Pararescuemen, also called PJs (a nickname pronounced 'pee jays'), are United Federation of Planets Special Operations Command (UFPSOC) and Air Combat Command (ACC) operatives tasked with recovery and medical treatment of personnel in humanitarian and combat environments. They are the only members of the UFP specifically organized, trained and equipped to conduct personnel recovery operations in hostile or denied areas as a primary mission. They wear the maroon beret as a symbol of their elite status, and are part of the little-known Federation Special Tactics community.

While reasonably new to the Federation, Pararescue is far from a new concept. As early as 1922 there was a recognized need for trained personnel to go to remote sites to rescue airmen. In that year, Army Medical Corps doctor Colonel Albert E. Truby predicted that "airplane ambulances" would be used to take medical personnel to crashes and to return victims to medical facilities for treatment. However, it was another two decades before technology and need helped to create what would eventually become Air Force Pararescue.

Even so, there were developments in critical technologies. In 1940, two U.S. Forestry Service Smokejumpers, Earl Cooley and Rufus Robinson, showed that parachutists could be placed very accurately onto the ground using the newly-invented 'steerable parachute.' These parachutes and the techniques smokejumpers used with them were completely different from the techniques used by Army airborne units. It was in that year that Dr. (Captain) Leo P. Martin was trained by the U.S. Forestry Service Parachute Training Center in Seeley Lake, Montana as the first 'para-doctor'.

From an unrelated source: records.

use chrono::{DateTime, Duration, Utc};
use serde::{Deserialize, Serialize};

use crate::models::CaseRecord;

/// Optional record filters. Text filters are either prefix-only
/// (`service_name_prefix`) or exact; infix matching is never done, so the
/// same filter can be pushed down to the upstream query unchanged.
#[derive(Debug, Clone, Default, PartialEq, Eq, Serialize, Deserialize)]
pub struct CaseFilters {
    pub service_name_prefix: Option<String>,
    pub neighborhood: Option<String>,
    pub supervisor_district: Option<String>,
}

pub fn matches_prefix(value: &str, prefix: &str) -> bool {
    value.starts_with(prefix)
}

fn matches_exact(value: Option<&str>, expected: Option<&str>) -> bool {
    match expected {
        None => true,
        Some(expected) => value == Some(expected),
    }
}

impl CaseFilters {
    pub fn matches(&self, record: &CaseRecord) -> bool {
        self.service_name_prefix
            .as_deref()
            .map_or(true, |prefix| matches_prefix(&record.category, prefix))
            && matches_exact(record.neighborhood.as_deref(), self.neighborhood.as_deref())
            && matches_exact(
                record.supervisor_district.as_deref(),
                self.supervisor_district.as_deref(),
            )
    }
}

/// Closed interval `[now - days, now]` over `requested_at`. A lookback
/// reaching past the representable range starts at the earliest instant.
#[derive(Debug, Clone, Copy, PartialEq, Eq)]
pub struct LookbackWindow {
    pub start: DateTime<Utc>,
    pub end: DateTime<Utc>,
}

impl LookbackWindow {
    pub fn new(now: DateTime<Utc>, lookback_days: u32) -> Self {
        Self {
            start: now
                .checked_sub_signed(Duration::days(i64::from(lookback_days)))
                .unwrap_or(DateTime::<Utc>::MIN_UTC),
            end: now,
        }
    }

    pub fn contains(&self, at: DateTime<Utc>) -> bool {
        self.start <= at && at <= self.end
    }
}

#[cfg(test)]
mod tests {
    use super::*;
    use chrono::TimeZone;

    fn record(category: &str, neighborhood: Option<&str>, district: Option<&str>) -> CaseRecord {
        CaseRecord {
            id: "1".to_string(),
            requested_at: Utc.with_ymd_and_hms(2024, 6, 1, 0, 0, 0).unwrap(),
            closed_at: None,
            address: "100 LARKIN ST".to_string(),
            category: category.to_string(),
            subtype: "Encampment Reports".to_string(),
            status: "Open".to_string(),
            neighborhood: neighborhood.map(str::to_string),
            supervisor_district: district.map(str::to_string),
        }
    }

    #[test]
    fn test_prefix_matches_start_only() {
        assert!(matches_prefix("Encampments", "Encamp"));
        assert!(!matches_prefix("Abandoned Encampment", "Encamp"));
    }

    #[test]
    fn test_prefix_is_case_sensitive() {
        assert!(!matches_prefix("Encampments", "encamp"));
    }

    #[test]
    fn test_service_name_filter_never_matches_infix() {
        let filters = CaseFilters {
            service_name_prefix: Some("Encamp".to_string()),
            ..CaseFilters::default()
        };

        assert!(filters.matches(&record("Encampments", None, None)));
        assert!(!filters.matches(&record("Abandoned Encampment", None, None)));
    }

    #[test]
    fn test_empty_filters_match_everything() {
        assert!(CaseFilters::default().matches(&record("Graffiti", None, None)));
    }

    #[test]
    fn test_neighborhood_and_district_are_exact() {
        let filters = CaseFilters {
            neighborhood: Some("Mission".to_string()),
            supervisor_district: Some("9".to_string()),
            ..CaseFilters::default()
        };

        assert!(filters.matches(&record("Graffiti", Some("Mission"), Some("9"))));
        assert!(!filters.matches(&record("Graffiti", Some("Mission Bay"), Some("9"))));
        assert!(!filters.matches(&record("Graffiti", Some("Mission"), None)));
    }

    #[test]
    fn test_lookback_window_is_inclusive() {
        let now = Utc.with_ymd_and_hms(2024, 6, 30, 0, 0, 0).unwrap();
        let window = LookbackWindow::new(now, 30);

        assert!(window.contains(now));
        assert!(window.contains(now - Duration::days(30)));
        assert!(!window.contains(now - Duration::days(30) - Duration::seconds(1)));
        assert!(!window.contains(now + Duration::seconds(1)));
    }

    #[test]
    fn test_lookback_past_representable_range_starts_at_earliest_instant() {
        let now = Utc.with_ymd_and_hms(2024, 6, 30, 0, 0, 0).unwrap();
        let window = LookbackWindow::new(now, u32::MAX);

        assert_eq!(window.start, DateTime::<Utc>::MIN_UTC);
        assert!(window.contains(Utc.with_ymd_and_hms(1900, 1, 1, 0, 0, 0).unwrap()));
    }
}
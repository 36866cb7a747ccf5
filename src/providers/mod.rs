pub mod github;
pub mod sf311;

Recognizing the need for a unified organization to perform search and rescue, the Army Air Force formed the Air Rescue Service (ARS). Officially established on May 29, 1946; the ARS was charged with saving the lives of aircrews who were involved in aircraft disasters, accidents, crash landings, ditchings or abandonments occurring away from an air base, and with being world-deployable to support far-flung air operations.

A mission earlier in 1947 was the final impetus for the formal creation of Air Force Pararescue. In May, Dr. (Capt.) Pope B. 'Doc' Holliday parachuted out of an OA-10 Catalina into the Nicaraguan jungle to aid a crewmember who had parachuted from a crippled B-17 Flying Fortress. His actions earned him the Bronze Star and made him another of pararescue's early legends.

Shortly after Pararescue teams were authorized, the 5th Rescue Squadron conducted the first Pararescue and Survival School at MacDill Air Force Base in Florida. The core of instructors were experienced officers and enlisted men who were recruited from all branches of service. The commandant of that first school was pilot Lt. Perry C. Emmons, who had been assigned to the Office of Strategic Services (OSS) during World War II. At the close of the war, Emmons and six sergeants flew prisoners of war out of Thailand, earning his group the nickname "Perry and the Pirates", after the popular comic strip Terry and the Pirates. After the war, Emmons completed Airborne School at Fort Benning, Georgia, becoming only the second jump-qualified Air Force pilot.

As Pararescue grew, PJ teams were assigned to every Air Rescue Service squadron to provide global coverage. By 1950, the unification of all the formerly independent Air Rescue Squadrons under the umbrella of the Air Rescue Service was complete.

In 1950, North Korea attacked across the 38th parallel and began the Korean War. This was an opportunity for Air Rescue to put training into practice and to develop theories into policies. One of the key new concepts was rescue of stranded personnel from behind enemy lines. This, along with evacuating critically wounded men from aid stations close to the front, were Air Rescue's primary missions.

Pararescuemen were a normal part of Air Rescue crews for these missions. Their medical and tactical skills made them invaluable for evacuation and rescue missions of this type.

Pararescuemen were often called upon to leave the helicopters that carried them in order to assist the personnel they were sent to rescue. This might call for an extended stay behind enemy lines and overland travel of several miles. The longest of these 'Lone Wolf' missions lasted seventy-two hours.

By the end of the Korean Conflict in 1953, Air Rescue had evacuated over eight thousand critical casualties and rescued nearly a thousand men from behind enemy lines.

The Earth continued to use Pararescue till 2063, when first contact brought most conflict on Earth to a close, and the use of a highly trained specialized rescue unit was considered no longer needed.

In 2368, with the Increase of hostilities around the Federation, the realization that a specialized Search and Rescue team was needed. Pararescue was reborn. After 3 years of training, Capt Jonathan Harmon was promoted to Major, and Commissioned the first Federation Combat Rescue Officer, and assigned to train the first platoon of PJ's. Training was set up, and the first candidates were selected from the best of the Federation Marine Corps. Major Harmon over saw the training of 600 Marines, trying to become PJ's, by the time training was completed, only 40 remained, and upon Graduation, the first Pararescue Platoon was sent into service.